Task to complete -
Copy the lines exactly as they appear, starting with the first line of the records and ending with the line that contains "pub struct CancelToken".

Source records -
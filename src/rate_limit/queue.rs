//! Request Queue
//!
//! Per-operation FIFO of callers waiting for tokens. Each operation owns one
//! [`Lane`]; a single drain task per lane grants waiters strictly in arrival
//! order and exits when the lane is empty.

use std::collections::VecDeque;
use std::sync::atomic::{AtomicU64, Ordering};
use std::sync::Arc;
use tokio::sync::{oneshot, watch, Mutex, MutexGuard, Notify};
use tokio::time::Instant;

use crate::error::CoordinatorError;

/// Outcome delivered to a parked caller
pub(crate) type Grant = Result<(), CoordinatorError>;

/// Cooperative cancellation handle for a queued `acquire`.
///
/// Clones share state. Cancelling removes the caller from its queue without
/// consuming tokens.
#[derive(Debug, Clone)]
pub struct CancelToken {
    tx: Arc<watch::Sender<bool>>,
}

impl CancelToken {
    /// Create a token that has not fired
    pub fn new() -> Self {
        let (tx, _rx) = watch::channel(false);
        Self { tx: Arc::new(tx) }
    }

    /// Fire the token
    pub fn cancel(&self) {
        self.tx.send_replace(true);
    }

    /// Whether the token has fired
    pub fn is_cancelled(&self) -> bool {
        *self.tx.borrow()
    }

    /// Resolve once the token fires
    pub async fn cancelled(&self) {
        let mut rx = self.tx.subscribe();
        // The sender lives in `self`, so the channel cannot close under us
        let _ = rx.wait_for(|cancelled| *cancelled).await;
    }
}

impl Default for CancelToken {
    fn default() -> Self {
        Self::new()
    }
}

/// A caller parked until its operation has capacity
#[derive(Debug)]
pub struct QueuedRequest {
    pub id: u64,
    pub operation: String,
    pub tokens_requested: u32,
    pub enqueued_at: Instant,

    /// Times the drainer found the bucket short for this request
    pub retry_count: u32,

    pub cancel: Option<CancelToken>,
    grant: oneshot::Sender<Grant>,
}

impl QueuedRequest {
    /// Whether nobody is waiting on this request any more
    pub fn is_abandoned(&self) -> bool {
        self.grant.is_closed() || self.cancel.as_ref().is_some_and(|c| c.is_cancelled())
    }

    /// Hand the outcome to the caller. Returns false if the caller is gone.
    pub(crate) fn resolve(self, grant: Grant) -> bool {
        self.grant.send(grant).is_ok()
    }
}

/// Mutable part of a lane, guarded by the lane lock
#[derive(Debug, Default)]
pub(crate) struct LaneState {
    pub queue: VecDeque<QueuedRequest>,

    /// A drain task is running for this lane
    pub draining: bool,

    /// Lane refuses new waiters (shutdown)
    pub closed: bool,
}

impl LaneState {
    /// Drop waiters whose caller cancelled or went away. Returns how many.
    pub fn prune_abandoned(&mut self) -> usize {
        let before = self.queue.len();
        self.queue.retain(|request| !request.is_abandoned());
        before - self.queue.len()
    }

    /// Remove a waiter by id
    pub fn remove(&mut self, id: u64) -> Option<QueuedRequest> {
        let index = self.queue.iter().position(|request| request.id == id)?;
        self.queue.remove(index)
    }

    /// Tokens requested by everyone queued
    pub fn queued_tokens(&self) -> u64 {
        self.queue.iter().map(|r| r.tokens_requested as u64).sum()
    }
}

/// FIFO lane for one operation
#[derive(Debug, Default)]
pub(crate) struct Lane {
    state: Mutex<LaneState>,

    /// Wakes the drainer early when the head of the queue changes
    wake: Notify,

    next_id: AtomicU64,
}

impl Lane {
    pub fn new() -> Arc<Self> {
        Arc::new(Self::default())
    }

    pub async fn lock(&self) -> MutexGuard<'_, LaneState> {
        self.state.lock().await
    }

    /// Append a waiter. Caller must hold the lane lock.
    pub fn enqueue(
        &self,
        state: &mut LaneState,
        operation: &str,
        tokens_requested: u32,
        cancel: Option<CancelToken>,
    ) -> (u64, oneshot::Receiver<Grant>) {
        let (tx, rx) = oneshot::channel();
        let id = self.next_id.fetch_add(1, Ordering::Relaxed);
        state.queue.push_back(QueuedRequest {
            id,
            operation: operation.to_string(),
            tokens_requested,
            enqueued_at: Instant::now(),
            retry_count: 0,
            cancel,
            grant: tx,
        });
        (id, rx)
    }

    /// Nudge the drainer to re-read the head of the queue
    pub fn wake(&self) {
        self.wake.notify_one();
    }

    /// Resolve when [`Lane::wake`] is called
    pub async fn woken(&self) {
        self.wake.notified().await
    }

    pub async fn len(&self) -> usize {
        self.state.lock().await.queue.len()
    }
}
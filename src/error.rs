//! Error Types
//!
//! This module defines the errors returned by the limiter, the circuit
//! breaker, the retry coordinator and the quota tracker.

use std::time::Duration;

/// Errors raised by a token or quota store backend
#[derive(Debug, thiserror::Error)]
pub enum StoreError {
    /// Redis command or connection failure
    #[cfg(feature = "redis-store")]
    #[error("redis error: {0}")]
    Redis(#[from] redis::RedisError),

    /// Filesystem error while persisting state
    #[error("I/O error: {0}")]
    Io(#[from] std::io::Error),

    /// Persisted state could not be (de)serialized
    #[error("serialization error: {0}")]
    Serialization(#[from] serde_json::Error),

    /// The store returned something we cannot interpret
    #[error("corrupt store state: {0}")]
    Corrupt(String),
}

/// Error types for coordinated API access
#[derive(Debug, thiserror::Error)]
pub enum CoordinatorError {
    /// Operation is not present in the configuration table
    #[error("Unknown operation: {0}")]
    UnknownOperation(String),

    /// Request can never succeed (e.g. more tokens than the burst capacity)
    #[error("Invalid request for '{operation}': {reason}")]
    InvalidRequest { operation: String, reason: String },

    /// Queue wait exceeded the caller's bound
    #[error("Timed out after {}ms waiting for '{operation}' capacity", .waited.as_millis())]
    Timeout { operation: String, waited: Duration },

    /// Caller cancelled while queued
    #[error("Acquire for '{0}' was cancelled")]
    Cancelled(String),

    /// Breaker is failing fast
    #[error("Circuit '{name}' is open, retry in {}s", .retry_after.as_secs())]
    CircuitOpen { name: String, retry_after: Duration },

    /// The wrapped call reported a 429 / quota-exceeded condition
    #[error("Upstream rate limit for '{operation}': {message}")]
    RateLimited {
        operation: String,
        retry_after: Option<Duration>,
        message: String,
    },

    /// The wrapped call failed for a reason other than rate limiting
    #[error("Upstream call for '{operation}' failed: {source}")]
    Upstream {
        operation: String,
        #[source]
        source: anyhow::Error,
    },

    /// All retry attempts were used up
    #[error("Retries exhausted for '{operation}' after {attempts} attempts: {last}")]
    RetryExhausted {
        operation: String,
        attempts: u32,
        last: Box<CoordinatorError>,
    },

    /// Token or quota store is unreachable and the failure policy is fail-closed
    #[error("Store unavailable: {0}")]
    Store(#[from] StoreError),

    /// Limiter is shutting down
    #[error("Rate limiter is shutting down")]
    ShuttingDown,
}

impl CoordinatorError {
    /// Suggested delay before the caller tries again, when one is known
    pub fn retry_after(&self) -> Option<Duration> {
        match self {
            CoordinatorError::CircuitOpen { retry_after, .. } => Some(*retry_after),
            CoordinatorError::RateLimited { retry_after, .. } => *retry_after,
            CoordinatorError::RetryExhausted { last, .. } => last.retry_after(),
            _ => None,
        }
    }

    /// Whether retrying later may succeed
    ///
    /// Misconfiguration and impossible requests are not recoverable; queue
    /// timeouts, open circuits, upstream throttling and store outages are.
    pub fn is_recoverable(&self) -> bool {
        match self {
            CoordinatorError::UnknownOperation(_)
            | CoordinatorError::InvalidRequest { .. }
            | CoordinatorError::ShuttingDown => false,
            CoordinatorError::Upstream { .. } => false,
            CoordinatorError::RetryExhausted { last, .. } => last.is_recoverable(),
            CoordinatorError::Timeout { .. }
            | CoordinatorError::Cancelled(_)
            | CoordinatorError::CircuitOpen { .. }
            | CoordinatorError::RateLimited { .. }
            | CoordinatorError::Store(_) => true,
        }
    }

    /// Short label for metrics
    pub fn kind(&self) -> &'static str {
        match self {
            CoordinatorError::UnknownOperation(_) => "unknown_operation",
            CoordinatorError::InvalidRequest { .. } => "invalid_request",
            CoordinatorError::Timeout { .. } => "timeout",
            CoordinatorError::Cancelled(_) => "cancelled",
            CoordinatorError::CircuitOpen { .. } => "circuit_open",
            CoordinatorError::RateLimited { .. } => "rate_limited",
            CoordinatorError::Upstream { .. } => "upstream",
            CoordinatorError::RetryExhausted { .. } => "retry_exhausted",
            CoordinatorError::Store(_) => "store",
            CoordinatorError::ShuttingDown => "shutting_down",
        }
    }

    /// Whether this error came from upstream throttling
    pub fn is_rate_limit(&self) -> bool {
        match self {
            CoordinatorError::RateLimited { .. } => true,
            CoordinatorError::RetryExhausted { last, .. } => last.is_rate_limit(),
            _ => false,
        }
    }
}
//! Persistent Quota Module
//!
//! Regenerating budgets for upstreams that meter usage per owner (e.g. per
//! seller account) rather than per call rate, and that report their own
//! remaining quota in responses.
//!
//! # Backends
//!
//! - [`MemoryQuotaStore`]: single process, lost on restart
//! - [`FileQuotaStore`]: single host, survives restarts
//! - `RedisQuotaStore`: shared by every worker (feature `redis-store`)

pub mod file_store;
#[cfg(feature = "redis-store")]
pub mod redis_store;
pub mod store;
pub mod tracker;

pub use file_store::FileQuotaStore;
#[cfg(feature = "redis-store")]
pub use redis_store::RedisQuotaStore;
pub use store::{
    MemoryQuotaStore, PersistentQuota, QuotaLimits, QuotaSnapshot, QuotaStore, Reservation,
};
pub use tracker::QuotaTracker;
impl LimiterInner {
    fn lane(&self, operation: &str) -> Result<&Arc<Lane>, CoordinatorError> {
        self.lanes
            .get(operation)
            .ok_or_else(|| CoordinatorError::UnknownOperation(operation.to_string()))
    }

    /// Run the store primitive, applying the failure policy on backend errors
    async fn consume(
        &self,
        limit: &RateLimitConfig,
        request: ConsumeRequest,
    ) -> Result<ConsumeOutcome, CoordinatorError> {
        match self.store.try_consume(limit, request).await {
            Ok(outcome) => Ok(outcome),
            Err(err) => {
                let policy = self.settings.failure_policy;
                metrics::STORE_ERRORS_TOTAL
                    .with_label_values(&[self.store.backend(), policy.as_str()])
                    .inc();
                match policy {
                    StoreFailurePolicy::FailOpen => {
                        warn!(
                            operation = %limit.operation,
                            error = %err,
                            policy = %policy,
                            "Token store unavailable, allowing request"
                        );
                        Ok(ConsumeOutcome::Granted { remaining: 0.0 })
                    }
                    StoreFailurePolicy::FailClosed => {
                        warn!(
                            operation = %limit.operation,
                            error = %err,
                            policy = %policy,
                            "Token store unavailable, rejecting request"
                        );
                        Err(CoordinatorError::Store(err))
                    }
                }
            }
        }
    }

    /// Leave the queue after a timeout or cancellation.
    ///
    /// If the drainer already resolved us, that outcome wins: tokens it
    /// deducted are never silently dropped.
    async fn abandon(
        &self,
        lane: &Lane,
        operation: &str,
        id: u64,
        mut rx: oneshot::Receiver<Grant>,
        reason: CoordinatorError,
    ) -> Grant {
        let mut state = lane.lock().await;
        if state.remove(id).is_some() {
            metrics::QUEUE_DEPTH
                .with_label_values(&[operation])
                .set(state.queue.len() as i64);
            drop(state);
            lane.wake();
            debug!(operation, reason = reason.kind(), "Left queue without a grant");
            return Err(reason);
        }
        drop(state);

        match rx.try_recv() {
            Ok(grant) => grant,
            Err(_) => Err(reason),
        }
    }

    async fn drain(self: Arc<Self>, limit: Arc<RateLimitConfig>, lane: Arc<Lane>) {
        let operation = limit.operation.as_str();
        debug!(operation, "Queue drainer started");

        loop {
            let mut state = lane.lock().await;
            state.prune_abandoned();

            let Some(tokens) = state.queue.front().map(|r| r.tokens_requested) else {
                state.draining = false;
                metrics::QUEUE_DEPTH.with_label_values(&[operation]).set(0);
                debug!(operation, "Queue drained");
                return;
            };

            match self.consume(&limit, ConsumeRequest::paced(tokens)).await {
                Ok(ConsumeOutcome::Granted { remaining }) => {
                    if let Some(request) = state.queue.pop_front() {
                        let waited = request.enqueued_at.elapsed();
                        let retries = request.retry_count;
                        if request.resolve(Ok(())) {
                            metrics::TOKENS_GRANTED_TOTAL
                                .with_label_values(&[operation, "queued"])
                                .inc_by(tokens as u64);
                            metrics::QUEUE_WAIT_SECONDS
                                .with_label_values(&[operation])
                                .observe(waited.as_secs_f64());
                            debug!(
                                operation,
                                tokens,
                                remaining,
                                retries,
                                waited_ms = waited.as_millis() as u64,
                                "Granted queued request"
                            );
                        } else {
                            warn!(operation, tokens, "Caller went away after tokens were deducted");
                        }
                    }
                    metrics::QUEUE_DEPTH
                        .with_label_values(&[operation])
                        .set(state.queue.len() as i64);
                    drop(state);
                    self.pause_for_jitter().await;
                }
                Ok(ConsumeOutcome::Denied { retry_after, .. }) => {
                    if let Some(head) = state.queue.front_mut() {
                        head.retry_count += 1;
                    }
                    drop(state);
                    tokio::select! {
                        _ = tokio::time::sleep(retry_after.max(MIN_RETRY_INTERVAL)) => {}
                        _ = lane.woken() => {}
                    }
                }
                Err(err) => {
                    if let Some(request) = state.queue.pop_front() {
                        request.resolve(Err(err));
                    }
                }
            }
        }
    }

    /// Random pause between queued grants so woken callers do not stampede
    async fn pause_for_jitter(&self) {
        let max_ms = self.settings.queue_jitter.as_millis() as u64;
        if max_ms == 0 {
            return;
        }
        tokio::time::sleep(Duration::from_millis(fastrand::u64(0..=max_ms))).await;
    }
}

Exercise response -
filename src/rate_limit/queue.rs
//! Request Queue
//!
//! Per-operation FIFO of callers waiting for tokens. Each operation owns one
//! [`Lane`]; a single drain task per lane grants waiters strictly in arrival
//! order and exits when the lane is empty.

use std::collections::VecDeque;
use std::sync::atomic::{AtomicU64, Ordering};
use std::sync::Arc;
use tokio::sync::{oneshot, watch, Mutex, MutexGuard, Notify};
use tokio::time::Instant;

use crate::error::CoordinatorError;

/// Outcome delivered to a parked caller
pub(crate) type Grant = Result<(), CoordinatorError>;

/// Cooperative cancellation handle for a queued `acquire`.
///
/// Clones share state. Cancelling removes the caller from its queue without
/// consuming tokens.
#[derive(Debug, Clone)]
pub struct CancelToken {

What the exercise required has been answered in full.